Nature started destroying property by scratching tables and putting holes in walls. Nature also displayed sexualized behaviors.

Possibly due to her own mental health issues, grandmother ignored the children's deteriorating mental and emotional health. Both Amanda and Nature needed counseling services, but grandmother never sought out those services. Indeed, grandmother rebuffed the Los Angeles County Department of Children and Family Services’ (the Department) offers to assist: Grandmother was "extremely difficult to work with," regularly denying access to her home and yelling at Department workers. Grandmother was more generally neglectful as well, often times getting the children to school late, leaving the children without supervision, or dropping them off with other relatives without any plan to retrieve them.
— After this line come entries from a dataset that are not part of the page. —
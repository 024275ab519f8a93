//! # shiftsheet-roster
//!
//! The roster-building pipeline: map a job x slot assignment grid into an
//! individual x slot roster, find the runs of consecutive identical cells,
//! and render values, merges and styles onto a worksheet.
//!
//! The three stages run in sequence and are pure given their inputs:
//!
//! 1. [`map_assignments`] fills the individual grid from the job grid and
//!    job name column, collecting [`MapWarning`]s for silently-resolved
//!    ambiguities (dropped assignees, duplicate keys, overwrites).
//! 2. [`merge_runs`] yields [`MergeSpan`]s, maximal runs of identical
//!    non-empty cells within each row.
//! 3. [`render_roster`] writes the grid and applies merge + style per span.
//!
//! [`RosterLayout`] names every positional parameter (origins, key column,
//! slot offset, column counts); nothing is hardcoded in the stages.
//!
//! ## Example
//!
//! ```rust
//! use shiftsheet_core::Grid;
//! use shiftsheet_roster::{map_assignments, merge_runs, RosterLayout};
//!
//! let mut layout = RosterLayout::new(2);
//! layout.slot_cols = 3;
//! layout.individual_rows = 2;
//!
//! let job_grid = Grid::from_rows([["Alice", "", ""], ["Bob", "Bob", ""]]);
//! let job_names = vec!["Cook".to_string(), "Clean".to_string()];
//!
//! let mut individual = Grid::new(2, layout.individual_cols());
//! individual.set(0, layout.key_col, "Alice");
//! individual.set(1, layout.key_col, "Bob");
//!
//! let mapped = map_assignments(&job_grid, &job_names, individual, &layout).unwrap();
//! assert_eq!(mapped.grid.get(1, layout.slot_col(0)), "Clean");
//!
//! let spans: Vec<_> = merge_runs(&mapped.grid, 0, layout.slot_offset,
//!     layout.individual_cols() - 1).unwrap().collect();
//! assert_eq!(spans.len(), 2);
//! ```

pub mod error;
pub mod layout;
pub mod mapper;
pub mod merge;
pub mod render;
pub mod search;

pub use error::{Error, Result};
pub use layout::{RosterLayout, EXTRA_ROWS, KEY_COLUMN, SLOT_COLUMNS, SLOT_OFFSET};
pub use mapper::{map_assignments, MapWarning, Mapped};
pub use merge::{merge_runs, MergeRuns, MergeSpan};
pub use render::{prepare_individual_sheet, render_roster, RenderOptions};
pub use search::{is_placed, Member, MemberColumns, MemberDirectory, MemberFilter};
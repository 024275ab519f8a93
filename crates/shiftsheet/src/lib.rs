//! # shiftsheet
//!
//! A Rust library for building shift rosters from job assignment sheets.
//!
//! A roster build starts from two worksheets: a job sheet where each row is
//! a job type and each column a time slot, with the assigned individual's
//! name in each cell, and an individual sheet keyed by individual name.
//! The build transposes the assignment view (`job x slot -> name`) into the
//! roster view (`individual x slot -> job`), then merges and highlights
//! consecutive identical slots so each stint reads as a single block.
//!
//! ## Example
//!
//! ```rust
//! use shiftsheet::prelude::*;
//!
//! let mut layout = RosterLayout::new(2);
//! layout.slot_cols = 3;
//! layout.individual_rows = 2;
//! layout.job_origin = CellAddress::new(0, 1);
//! layout.job_name_col = 0;
//!
//! let mut job_sheet = Worksheet::new("ジョブ");
//! job_sheet.set_value_at(0, 0, "Cook").unwrap();
//! job_sheet.set_value_at(0, 1, "Alice").unwrap();
//! job_sheet.set_value_at(1, 0, "Clean").unwrap();
//! job_sheet.set_value_at(1, 1, "Bob").unwrap();
//! job_sheet.set_value_at(1, 2, "Bob").unwrap();
//!
//! let mut individual_sheet = Worksheet::new("個人シフト");
//! individual_sheet.set_value_at(0, 3, "Alice").unwrap();
//! individual_sheet.set_value_at(1, 3, "Bob").unwrap();
//!
//! let build = build_roster(
//!     &job_sheet,
//!     &mut individual_sheet,
//!     &layout,
//!     &RenderOptions::default(),
//! )
//! .unwrap();
//!
//! assert_eq!(individual_sheet.value_at(0, 4), "Cook");
//! assert_eq!(individual_sheet.value_at(1, 4), "Clean");
//! assert_eq!(build.merged_spans, 2);
//! ```

pub mod prelude;

// Re-export core types
pub use shiftsheet_core::{
    BorderEdge,
    BorderLineStyle,
    BorderStyle,
    CellAddress,
    CellRange,
    Color,
    // Error types
    Error,
    FillStyle,
    Grid,
    Result,

    // Style types
    Style,
    StylePool,
    // Main types
    Worksheet,

    MAX_COLS,
    // Constants
    MAX_ROWS,
};

// Re-export roster types
pub use shiftsheet_roster::{
    is_placed, map_assignments, merge_runs, prepare_individual_sheet, render_roster,
    Error as RosterError, MapWarning, Mapped, Member, MemberColumns, MemberDirectory, MemberFilter,
    MergeRuns, MergeSpan, RenderOptions, RosterLayout,
};

// Re-export I/O types
pub use shiftsheet_csv::{
    CsvError, CsvReadOptions, CsvReader, CsvResult, CsvWriteOptions, CsvWriter, LineTerminator,
};

/// Outcome of a full roster build
#[derive(Debug, Clone)]
pub struct RosterBuild {
    /// Warnings collected by the mapping pass
    pub warnings: Vec<MapWarning>,
    /// Number of merge spans rendered (length-1 runs included)
    pub merged_spans: usize,
}

/// Run the whole roster pipeline on a pair of worksheets
///
/// Reads the job grid and job names from `job_sheet` per `layout`, resets
/// the individual sheet's slot area, maps assignments into the individual
/// grid, then renders values, merges and run styles back onto
/// `individual_sheet`. The job sheet is never modified.
pub fn build_roster(
    job_sheet: &Worksheet,
    individual_sheet: &mut Worksheet,
    layout: &RosterLayout,
    options: &RenderOptions,
) -> std::result::Result<RosterBuild, RosterError> {
    let job_grid = job_sheet.read_grid(&layout.job_range());
    let job_names: Vec<String> = job_sheet
        .read_grid(&layout.job_name_range())
        .iter()
        .map(|(_, _, v)| v.to_string())
        .collect();

    prepare_individual_sheet(individual_sheet, layout, options)?;

    let individual = individual_sheet.read_grid(&layout.individual_range());
    let mapped = map_assignments(&job_grid, &job_names, individual, layout)?;

    let spans: Vec<MergeSpan> = merge_runs(
        &mapped.grid,
        0,
        layout.slot_offset,
        layout.individual_cols() - 1,
    )?
    .collect();
    let merged_spans = spans.len();

    render_roster(individual_sheet, &mapped.grid, spans, layout, options)?;

    log::debug!(
        "roster build: {} span(s), {} warning(s)",
        merged_spans,
        mapped.warnings.len()
    );

    Ok(RosterBuild {
        warnings: mapped.warnings,
        merged_spans,
    })
}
Grandmother has admitted that she is "overwhelmed." In September 2019, she asked the Department to place Brianna somewhere else and said she "can't" continue parenting Amanda "anymore." Just a few months earlier, grandmother had told Nature that she was going to ask the Department to take Nature to another home.

V. The Department's Efforts to Remove the Children from Grandmother

A. The Department's first section 387 petition

In May 2019, the Department filed a petition, pursuant to section 387, asking the juvenile court to remove all three children from grandmother's custody and place them elsewhere, citing grandmother's inability and unwillingness "to provide appropriate care and supervision of the children."

In July 2019, the juvenile court denied the petition with prejudice.

B. The Department's second section 387 petition

On October 9, 2019, the Department gave notice to grandmother that it was seeking to remove the children from her custody.

Exactly 15 days later, the Department filed a petition, pursuant to section 387, seeking to remove the children from grandmother's custody and place them in foster care. The petition alleged that the children were at risk of serious physical harm and damage due to (1) grandmother's inability to establish that her home meets the minimum "RFA requirements," (2) grandmother's "fail[ure] to obtain mental health treatment" for Amanda, and (3) grandmother's emotional abuse of Amanda by threatening to have her institutionalized.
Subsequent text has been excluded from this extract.